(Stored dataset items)
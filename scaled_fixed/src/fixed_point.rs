use core::fmt;
use core::hash::{Hash, Hasher};
use core::marker::PhantomData;

use bytemuck::{Pod, Zeroable};
use typenum::{Integer, Z0};

use crate::convert::{checked_rescale, rescale, scale_float, unscale_float};
use crate::error::FixedPointError;
use crate::float::Floating;
use crate::promotion::Format;
use crate::rep::Rep;

/// A binary fixed-point number: the integer `raw` scaled by `2^E`.
///
/// `R` is the backing integer (see [`Rep`]) and `E` a `typenum` integer
/// exponent. Negative exponents give fractional bits, positive ones trade
/// resolution for range.
///
/// Arithmetic never fails: results that do not fit wrap modulo `2^width`,
/// and conversions that lose fractional bits truncate.
///
/// # Type Parameters
///
/// - `R`: Backing integer, one of `i8 u8 i16 u16 i32 u32 i64 u64`
/// - `E`: Exponent, e.g. `N4` for four fractional bits
///
/// # Examples
///
/// ```
/// use scaled_fixed::FixedPoint;
/// use scaled_fixed::typenum::{N3, N4};
///
/// let x = FixedPoint::<u8, N3>::from_int(8);
/// let y = FixedPoint::<u8, N4>::from_f64(3.0);
///
/// // The sum is aligned to the finer exponent and widened to hold both operands.
/// let sum: FixedPoint<u16, N4> = x + y;
/// assert_eq!(sum, 11);
/// ```
#[repr(transparent)]
pub struct FixedPoint<R = i32, E = Z0> {
    raw: R,
    exponent: PhantomData<E>,
}

// Safety: FixedPoint is a transparent wrapper around a Pod integer; the
// PhantomData exponent is zero-sized.
unsafe impl<R: Rep, E: Integer + 'static> Zeroable for FixedPoint<R, E> {}

unsafe impl<R: Rep, E: Integer + 'static> Pod for FixedPoint<R, E> {}

/// A fixed-point type seen through its format, for code that is generic over
/// operator results.
pub trait Scaled: Copy {
    type Bits: Rep;
    type Exp: Integer;

    const FORMAT: Format;

    /// Wraps `wide`, already scaled to this type's exponent, into the
    /// representation.
    fn from_wide(wide: i128) -> Self;

    fn to_wide(self) -> i128;
}

impl<R: Rep, E: Integer> Scaled for FixedPoint<R, E> {
    type Bits = R;
    type Exp = E;

    const FORMAT: Format = Format::of::<R, E>();

    #[inline]
    fn from_wide(wide: i128) -> Self {
        Self::from_raw(R::wrapping_narrow(wide))
    }

    #[inline]
    fn to_wide(self) -> i128 {
        self.raw.widen()
    }
}

impl<R: Rep, E: Integer> FixedPoint<R, E> {
    /// The exponent `E` as a value.
    pub const EXPONENT: i32 = E::I32;

    /// Creates a fixed-point number from its raw representation.
    ///
    /// # Examples
    ///
    /// ```
    /// use scaled_fixed::FixedPoint;
    /// use scaled_fixed::typenum::N8;
    ///
    /// // With 8 fractional bits, raw value 256 represents 1.0
    /// let x = FixedPoint::<i16, N8>::from_raw(256);
    /// assert_eq!(x.to_f32(), 1.0);
    /// ```
    pub const fn from_raw(raw: R) -> Self {
        Self { raw, exponent: PhantomData }
    }

    /// Returns the raw integer representation.
    pub fn raw_value(self) -> R {
        self.raw
    }

    /// Create a fixed-point value of zero
    pub const fn zero() -> Self {
        Self::from_raw(R::ZERO)
    }

    /// Returns the maximum representable value.
    pub const fn max_value() -> Self {
        Self::from_raw(R::MAX)
    }

    /// Returns the minimum representable value.
    pub const fn min_value() -> Self {
        Self::from_raw(R::MIN)
    }

    /// Descriptor of this type.
    pub const fn format() -> Format {
        Format::of::<R, E>()
    }

    /// Converts a native integer, shifting it to the exponent and wrapping
    /// into the representation.
    ///
    /// With a positive exponent the low bits are shifted out arithmetically.
    ///
    /// # Examples
    ///
    /// ```
    /// use scaled_fixed::FixedPoint;
    /// use scaled_fixed::typenum::{N4, P2};
    ///
    /// assert_eq!(FixedPoint::<u8, N4>::from_int(3).raw_value(), 48);
    /// assert_eq!(FixedPoint::<i8, P2>::from_int(-7).raw_value(), -2);
    /// ```
    pub fn from_int<T: Rep>(value: T) -> Self {
        Self::from_wide(rescale(value.widen(), 0, E::I32))
    }

    /// Converts an `f64`, truncating toward zero and wrapping out-of-range
    /// values. NaN converts to zero.
    ///
    /// # Examples
    ///
    /// ```
    /// use scaled_fixed::FixedPoint;
    /// use scaled_fixed::typenum::N4;
    ///
    /// assert_eq!(FixedPoint::<u8, N4>::from_f64(15.9375), 15.9375);
    /// assert_eq!(FixedPoint::<u8, N4>::from_f64(0.006), 0);
    /// assert_eq!(FixedPoint::<i8, N4>::from_f64(-1.99), -1.9375);
    /// ```
    pub fn from_f64(value: f64) -> Self {
        Self::from_wide(scale_float(value, E::I32))
    }

    /// Converts an `f32`; see [`from_f64`](Self::from_f64).
    pub fn from_f32(value: f32) -> Self {
        Self::from_f64(f64::from(value))
    }

    /// Converts any supported floating-point value.
    pub fn from_float<T: Floating>(value: T) -> Self {
        Self::from_f64(value.into_f64())
    }

    /// Converts from a fixed-point number of another width or exponent.
    ///
    /// Moving to a finer exponent is exact as long as the result fits;
    /// moving to a coarser one shifts the low bits out.
    ///
    /// # Examples
    ///
    /// ```
    /// use scaled_fixed::FixedPoint;
    /// use scaled_fixed::typenum::{N2, N12};
    ///
    /// let fine = FixedPoint::<i32, N12>::from_f64(-2.625);
    /// let coarse = FixedPoint::<i8, N2>::from_fixed(fine);
    /// assert_eq!(coarse, -2.75);
    /// ```
    pub fn from_fixed<R2: Rep, E2: Integer>(other: FixedPoint<R2, E2>) -> Self {
        Self::from_wide(rescale(other.raw.widen(), E2::I32, E::I32))
    }

    /// Converts an `f64`, reporting values that do not fit instead of
    /// wrapping them.
    ///
    /// # Errors
    ///
    /// Returns `FixedPointError::NotFinite` for NaN and infinities, and
    /// `FixedPointError::Overflow` if the truncated value is out of range.
    ///
    /// # Examples
    ///
    /// ```
    /// use scaled_fixed::FixedPoint;
    /// use scaled_fixed::typenum::N4;
    ///
    /// let x = FixedPoint::<u8, N4>::checked_from_f64(3.5)?;
    /// assert_eq!(x, 3.5);
    ///
    /// // Out of range
    /// assert!(FixedPoint::<u8, N4>::checked_from_f64(16.0).is_err());
    /// # Ok::<(), scaled_fixed::FixedPointError>(())
    /// ```
    pub fn checked_from_f64(value: f64) -> Result<Self, FixedPointError> {
        if !value.is_finite() {
            return Err(FixedPointError::NotFinite(value));
        }
        R::checked_narrow(scale_float(value, E::I32))
            .map(Self::from_raw)
            .ok_or(FixedPointError::Overflow { value, format: Self::format() })
    }

    /// Converts an `f32`; see [`checked_from_f64`](Self::checked_from_f64).
    pub fn checked_from_f32(value: f32) -> Result<Self, FixedPointError> {
        Self::checked_from_f64(f64::from(value))
    }

    /// Converts a native integer, reporting values that do not fit.
    ///
    /// # Errors
    ///
    /// Returns `FixedPointError::Overflow` if the scaled value is out of range.
    pub fn checked_from_int<T: Rep>(value: T) -> Result<Self, FixedPointError> {
        let wide = value.widen();
        checked_rescale(wide, 0, E::I32)
            .and_then(R::checked_narrow)
            .map(Self::from_raw)
            .ok_or(FixedPointError::Overflow { value: wide as f64, format: Self::format() })
    }

    /// Converts from another fixed-point type, reporting values that do not
    /// fit. Discarded fractional bits are not an error.
    ///
    /// # Errors
    ///
    /// Returns `FixedPointError::Overflow` if the rescaled value is out of range.
    pub fn checked_from_fixed<R2: Rep, E2: Integer>(
        other: FixedPoint<R2, E2>,
    ) -> Result<Self, FixedPointError> {
        checked_rescale(other.raw.widen(), E2::I32, E::I32)
            .and_then(R::checked_narrow)
            .map(Self::from_raw)
            .ok_or(FixedPointError::Overflow { value: other.to_f64(), format: Self::format() })
    }

    /// Converts the fixed-point number to an `f64`.
    pub fn to_f64(self) -> f64 {
        unscale_float(self.raw.widen(), E::I32)
    }

    /// Converts the fixed-point number to an `f32`.
    ///
    /// # Examples
    ///
    /// ```
    /// use scaled_fixed::FixedPoint;
    /// use scaled_fixed::typenum::N8;
    ///
    /// let x = FixedPoint::<i16, N8>::from_f32(3.14);
    /// assert!((x.to_f32() - 3.14).abs() < 0.01);
    /// ```
    pub fn to_f32(self) -> f32 {
        self.to_float()
    }

    /// Converts to any supported floating-point type, rounding once to the
    /// nearest value of that type.
    pub fn to_float<T: Floating>(self) -> T {
        T::from_scaled(self.raw.widen(), E::I32)
    }

    /// Converts to a native integer: the fractional bits are shifted out
    /// arithmetically and the result wraps into `T`.
    ///
    /// # Examples
    ///
    /// ```
    /// use scaled_fixed::FixedPoint;
    /// use scaled_fixed::typenum::N4;
    ///
    /// assert_eq!(FixedPoint::<i16, N4>::from_f64(7.75).to_int::<i32>(), 7);
    /// assert_eq!(FixedPoint::<i16, N4>::from_f64(-7.75).to_int::<i32>(), -8);
    /// ```
    pub fn to_int<T: Rep>(self) -> T {
        T::wrapping_narrow(rescale(self.raw.widen(), E::I32, 0))
    }
}

impl<R: Rep, E: Integer> Clone for FixedPoint<R, E> {
    #[inline]
    fn clone(&self) -> Self {
        *self
    }
}

impl<R: Rep, E: Integer> Copy for FixedPoint<R, E> {}

impl<R: Rep, E: Integer> Default for FixedPoint<R, E> {
    fn default() -> Self {
        Self::zero()
    }
}

impl<R: Rep, E: Integer> Hash for FixedPoint<R, E> {
    fn hash<H: Hasher>(&self, state: &mut H) {
        self.raw.hash(state);
    }
}

impl<R: Rep, E: Integer> fmt::Debug for FixedPoint<R, E> {
    fn fmt(&self, f: &mut fmt::Formatter<'_>) -> fmt::Result {
        f.debug_struct("FixedPoint")
            .field("raw", &self.raw)
            .field("exponent", &E::I32)
            .field("value", &self.to_f64())
            .finish()
    }
}

impl<R: Rep, E: Integer> fmt::Display for FixedPoint<R, E> {
    fn fmt(&self, f: &mut fmt::Formatter<'_>) -> fmt::Result {
        fmt::Display::fmt(&self.to_f64(), f)
    }
}

macro_rules! from_native {
    ($($int:ty),+) => {
        $(
            impl<R: Rep, E: Integer> From<$int> for FixedPoint<R, E> {
                fn from(value: $int) -> Self {
                    Self::from_int(value)
                }
            }
        )+
    };
}

from_native!(i8, u8, i16, u16, i32, u32, i64, u64);

impl<R: Rep, E: Integer> From<f32> for FixedPoint<R, E> {
    fn from(value: f32) -> Self {
        Self::from_f32(value)
    }
}

impl<R: Rep, E: Integer> From<f64> for FixedPoint<R, E> {
    fn from(value: f64) -> Self {
        Self::from_f64(value)
    }
}
//! Arithmetic operators.
//!
//! Operands are aligned to the result exponent chosen by the promotion
//! rules, combined as `i128`, and wrapped into the result representation.

use core::ops::{Add, Div, Mul, Neg, Sub};

use typenum::{B1, Integer, PInt, Sum, Z0};

use crate::convert::{pow2, rescale, sqrt_scaled};
use crate::error::FixedPointError;
use crate::fixed_point::{FixedPoint, Scaled};
use crate::promotion::{
    AddPromotion, DivPromotion, MulPromotion, Operation, ProductOf, QuotientOf, SumOf, TruncExp,
    promotes_to,
};
use crate::rep::Rep;

/// Aligns both operands to `Out`'s exponent and applies `op` to the raw
/// values.
#[inline]
fn aligned<L: Scaled, R: Scaled, Out: Scaled>(lhs: L, rhs: R, op: fn(i128, i128) -> i128) -> Out {
    let exponent = Out::FORMAT.exponent;
    let lhs = rescale(lhs.to_wide(), L::FORMAT.exponent, exponent);
    let rhs = rescale(rhs.to_wide(), R::FORMAT.exponent, exponent);
    Out::from_wide(op(lhs, rhs))
}

impl<RA, EA, RB, EB> Add<FixedPoint<RB, EB>> for FixedPoint<RA, EA>
where
    RA: Rep,
    EA: Integer,
    RB: Rep,
    EB: Integer,
    Self: AddPromotion<FixedPoint<RB, EB>>,
{
    type Output = SumOf<Self, FixedPoint<RB, EB>>;

    #[inline]
    fn add(self, rhs: FixedPoint<RB, EB>) -> SumOf<Self, FixedPoint<RB, EB>> {
        const {
            assert!(promotes_to(
                Operation::Add,
                <Self as Scaled>::FORMAT,
                <FixedPoint<RB, EB> as Scaled>::FORMAT,
                <SumOf<Self, FixedPoint<RB, EB>> as Scaled>::FORMAT,
            ))
        };
        aligned(self, rhs, i128::wrapping_add)
    }
}

impl<RA, EA, RB, EB> Sub<FixedPoint<RB, EB>> for FixedPoint<RA, EA>
where
    RA: Rep,
    EA: Integer,
    RB: Rep,
    EB: Integer,
    Self: AddPromotion<FixedPoint<RB, EB>>,
{
    type Output = SumOf<Self, FixedPoint<RB, EB>>;

    #[inline]
    fn sub(self, rhs: FixedPoint<RB, EB>) -> SumOf<Self, FixedPoint<RB, EB>> {
        const {
            assert!(promotes_to(
                Operation::Sub,
                <Self as Scaled>::FORMAT,
                <FixedPoint<RB, EB> as Scaled>::FORMAT,
                <SumOf<Self, FixedPoint<RB, EB>> as Scaled>::FORMAT,
            ))
        };
        aligned(self, rhs, i128::wrapping_sub)
    }
}

impl<RA, EA, RB, EB> Mul<FixedPoint<RB, EB>> for FixedPoint<RA, EA>
where
    RA: Rep,
    EA: Integer,
    RB: Rep,
    EB: Integer,
    Self: MulPromotion<FixedPoint<RB, EB>>,
{
    type Output = ProductOf<Self, FixedPoint<RB, EB>>;

    /// The product of the raw values is already at exponent `ea + eb`, so no
    /// alignment is needed.
    #[inline]
    fn mul(self, rhs: FixedPoint<RB, EB>) -> ProductOf<Self, FixedPoint<RB, EB>> {
        const {
            assert!(promotes_to(
                Operation::Mul,
                <Self as Scaled>::FORMAT,
                <FixedPoint<RB, EB> as Scaled>::FORMAT,
                <ProductOf<Self, FixedPoint<RB, EB>> as Scaled>::FORMAT,
            ))
        };
        Scaled::from_wide(self.to_wide().wrapping_mul(rhs.to_wide()))
    }
}

impl<RA, EA, RB, EB> Div<FixedPoint<RB, EB>> for FixedPoint<RA, EA>
where
    RA: Rep,
    EA: Integer,
    RB: Rep,
    EB: Integer,
    Self: DivPromotion<FixedPoint<RB, EB>>,
{
    type Output = QuotientOf<Self, FixedPoint<RB, EB>>;

    /// Truncating division of the raw values; the quotient is at exponent
    /// `ea - eb`.
    ///
    /// # Panics
    ///
    /// Panics if `rhs` is zero, like integer division. Use
    /// [`FixedPoint::checked_div`] to get an error instead.
    #[inline]
    fn div(self, rhs: FixedPoint<RB, EB>) -> QuotientOf<Self, FixedPoint<RB, EB>> {
        const {
            assert!(promotes_to(
                Operation::Div,
                <Self as Scaled>::FORMAT,
                <FixedPoint<RB, EB> as Scaled>::FORMAT,
                <QuotientOf<Self, FixedPoint<RB, EB>> as Scaled>::FORMAT,
            ))
        };
        Scaled::from_wide(self.to_wide() / rhs.to_wide())
    }
}

impl<R, E> Neg for FixedPoint<R, E>
where
    R: Rep<Signedness = B1>,
    E: Integer,
{
    type Output = Self;

    /// Wrapping negation: the minimum value negates to itself.
    #[inline]
    fn neg(self) -> Self {
        Self::from_wide(self.to_wide().wrapping_neg())
    }
}

impl<RA: Rep, EA: Integer> FixedPoint<RA, EA> {
    /// Divides, reporting a zero divisor instead of panicking.
    ///
    /// # Errors
    ///
    /// Returns `FixedPointError::DivisionByZero` if `rhs` is zero.
    ///
    /// # Examples
    ///
    /// ```
    /// use scaled_fixed::{FixedPoint, FixedPointError};
    /// use scaled_fixed::typenum::Z0;
    ///
    /// let a = FixedPoint::<i8, Z0>::from_int(15);
    /// assert_eq!(a.checked_div(FixedPoint::<i8, Z0>::from_int(2))?, 7);
    /// assert_eq!(a.checked_div(FixedPoint::<i8, Z0>::zero()), Err(FixedPointError::DivisionByZero));
    /// # Ok::<(), FixedPointError>(())
    /// ```
    pub fn checked_div<RB: Rep, EB: Integer>(
        self,
        rhs: FixedPoint<RB, EB>,
    ) -> Result<QuotientOf<Self, FixedPoint<RB, EB>>, FixedPointError>
    where
        Self: DivPromotion<FixedPoint<RB, EB>>,
    {
        if rhs.raw_value() == RB::ZERO {
            return Err(FixedPointError::DivisionByZero);
        }
        Ok(self / rhs)
    }

    /// Multiplies two values of the same type, keeping the representation
    /// and dropping the low half of the product.
    ///
    /// The exponent becomes `2E + width`, so the integer range doubles while
    /// the fractional bits shrink accordingly.
    ///
    /// # Examples
    ///
    /// ```
    /// use scaled_fixed::MakeUfixed;
    /// use scaled_fixed::typenum::{U2, U4, U6};
    ///
    /// let three = MakeUfixed::<U2, U6>::from_int(3);
    /// let nine: MakeUfixed<U4, U4> = three.trunc_mul(three);
    /// assert_eq!(nine, 9);
    /// ```
    pub fn trunc_mul(self, rhs: Self) -> FixedPoint<RA, TruncExp<RA, EA>>
    where
        EA: Add<EA>,
        Sum<EA, EA>: Add<PInt<RA::Width>>,
        TruncExp<RA, EA>: Integer,
    {
        let (lhs, rhs) = (self.to_wide(), rhs.to_wide());
        let product = if RA::SIGNED {
            lhs.wrapping_mul(rhs) >> RA::BITS
        } else {
            ((lhs as u128).wrapping_mul(rhs as u128) >> RA::BITS) as i128
        };
        FixedPoint::from_wide(product)
    }

    /// `trunc_mul(self, self)`.
    ///
    /// ```
    /// use scaled_fixed::MakeUfixed;
    /// use scaled_fixed::typenum::{U0, U2, U6, U8};
    ///
    /// let three = MakeUfixed::<U2, U6>::from_int(3);
    /// let n: MakeUfixed<U8, U0> = three.trunc_square().trunc_square();
    /// assert_eq!(n, 81);
    /// ```
    pub fn trunc_square(self) -> FixedPoint<RA, TruncExp<RA, EA>>
    where
        EA: Add<EA>,
        Sum<EA, EA>: Add<PInt<RA::Width>>,
        TruncExp<RA, EA>: Integer,
    {
        self.trunc_mul(self)
    }

    /// Square root in the same format, truncated to its resolution.
    ///
    /// A root too large for the representation wraps like any other
    /// result.
    ///
    /// # Panics
    ///
    /// Panics if `self` is negative, like the native integer `isqrt`.
    ///
    /// # Examples
    ///
    /// ```
    /// use scaled_fixed::FixedPoint;
    /// use scaled_fixed::typenum::N6;
    ///
    /// let x = FixedPoint::<u16, N6>::from_int(98);
    /// assert_eq!(x.sqrt(), 9.890625);
    /// ```
    pub fn sqrt(self) -> Self {
        match sqrt_scaled(self.to_wide(), EA::I32) {
            Some(root) => Self::from_wide(root),
            None => panic!("square root of negative fixed-point value {}", self),
        }
    }

    /// Square root, reporting negative input and roots out of range.
    ///
    /// # Errors
    ///
    /// Returns `FixedPointError::NegativeSquareRoot` if `self` is negative
    /// and `FixedPointError::Overflow` if the root does not fit.
    pub fn checked_sqrt(self) -> Result<Self, FixedPointError> {
        let root = sqrt_scaled(self.to_wide(), EA::I32)
            .ok_or(FixedPointError::NegativeSquareRoot(self.to_f64()))?;
        RA::checked_narrow(root).map(Self::from_raw).ok_or(FixedPointError::Overflow {
            value: root as f64 * pow2(EA::I32),
            format: Self::format(),
        })
    }
}

// A native integer operand behaves as `FixedPoint<Int, Z0>`.
macro_rules! native_int_op {
    ($Op:ident, $op:ident: $($int:ty),+) => {
        $(
            impl<R: Rep, E: Integer> $Op<$int> for FixedPoint<R, E>
            where
                Self: $Op<FixedPoint<$int, Z0>>,
            {
                type Output = <Self as $Op<FixedPoint<$int, Z0>>>::Output;

                #[inline]
                fn $op(self, rhs: $int) -> <Self as $Op<FixedPoint<$int, Z0>>>::Output {
                    $Op::$op(self, FixedPoint::<$int, Z0>::from_raw(rhs))
                }
            }

            impl<R: Rep, E: Integer> $Op<FixedPoint<R, E>> for $int
            where
                FixedPoint<$int, Z0>: $Op<FixedPoint<R, E>>,
            {
                type Output = <FixedPoint<$int, Z0> as $Op<FixedPoint<R, E>>>::Output;

                #[inline]
                fn $op(self, rhs: FixedPoint<R, E>) -> <FixedPoint<$int, Z0> as $Op<FixedPoint<R, E>>>::Output {
                    $Op::$op(FixedPoint::<$int, Z0>::from_raw(self), rhs)
                }
            }
        )+
    };
}

native_int_op!(Add, add: i8, u8, i16, u16, i32, u32, i64, u64);
native_int_op!(Sub, sub: i8, u8, i16, u16, i32, u32, i64, u64);
native_int_op!(Mul, mul: i8, u8, i16, u16, i32, u32, i64, u64);
native_int_op!(Div, div: i8, u8, i16, u16, i32, u32, i64, u64);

• _WHAT THE TASK REQUIRES_:
All lines from the start of the entries through the line where "A binary fixed-point" sits should be duplicated exactly, with nothing else in the output.

• _WRITTEN SOLUTION_:
filename scaled_fixed/src/fixed_point.rs
use core::fmt;
use core::hash::{Hash, Hasher};
use core::marker::PhantomData;

use bytemuck::{Pod, Zeroable};
use typenum::{Integer, Z0};

use crate::convert::{checked_rescale, rescale, scale_float, unscale_float};
use crate::error::FixedPointError;
use crate::float::Floating;
use crate::promotion::Format;
use crate::rep::Rep;

/// A binary fixed-point number: the integer `raw` scaled by `2^E`.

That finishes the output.